The 2024 Campeonato da Primeira Divisão de Futebol Profissional da FGF - Divisão Especial - Série A1, better known as the 2024 Campeonato Gaúcho (officially the Gauchão Ipiranga 2024 for sponsorship reasons), was the 104th season of Rio Grande do Sul's top flight football league. The competition was played from 20 January to 6 April 2024, with 12 clubs contesting the tournament.

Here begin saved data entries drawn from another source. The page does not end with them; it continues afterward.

use std::sync::Arc;

use crate::adapters::door_timer::DoorTimerAdapter;
use crate::core::door::Door;
use crate::core::timer::{TimeoutHandle, Timer, TimerMode};
use crate::domain::model::LockPolicy;
use crate::utils::error::Result;

/// Wires a shared [`Door`], its adapter, and a [`Timer`] together so that
/// unlocking arms the alarm in one step.
#[derive(Debug)]
pub struct TimedDoor {
    door: Arc<Door>,
    adapter: Arc<DoorTimerAdapter>,
    timer: Timer,
}

impl TimedDoor {
    pub fn new(timeout_secs: u64, policy: LockPolicy, mode: TimerMode) -> Result<Self> {
        let door = Arc::new(Door::with_policy(timeout_secs, policy)?);
        let adapter = Arc::new(DoorTimerAdapter::new(Arc::clone(&door)));
        Ok(Self {
            door,
            adapter,
            timer: Timer::new(mode),
        })
    }

    /// Unlocks the door and registers its timeout against the door's own
    /// adapter. In `Blocking` mode this call itself waits out the timeout
    /// and returns the alarm outcome; in `Spawned` mode the returned handle
    /// carries it.
    pub async fn unlock(&self) -> Result<Option<TimeoutHandle>> {
        self.door.unlock()?;
        self.timer
            .register_timeout(self.door.timeout_secs(), self.adapter.clone())
            .await
    }

    pub fn lock(&self) -> Result<()> {
        self.door.lock()
    }

    pub fn is_open(&self) -> bool {
        self.door.is_open()
    }

    pub fn door(&self) -> Arc<Door> {
        Arc::clone(&self.door)
    }
}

Grêmio are the six-time defending champions.

==Format==
In the first phase, the 12 clubs will play against each other once, with the top eight teams qualifying to the quarterfinals. In the quarterfinals, the top four teams will play at home against the other four clubs in a single match, with the winners advancing to a two-legged semifinals. The winners advance to the finals, also played in two legs.

VAR will be used from the quarterfinals onwards.

==Teams==
A total of 12 teams competed in the 2024 Série A1 season.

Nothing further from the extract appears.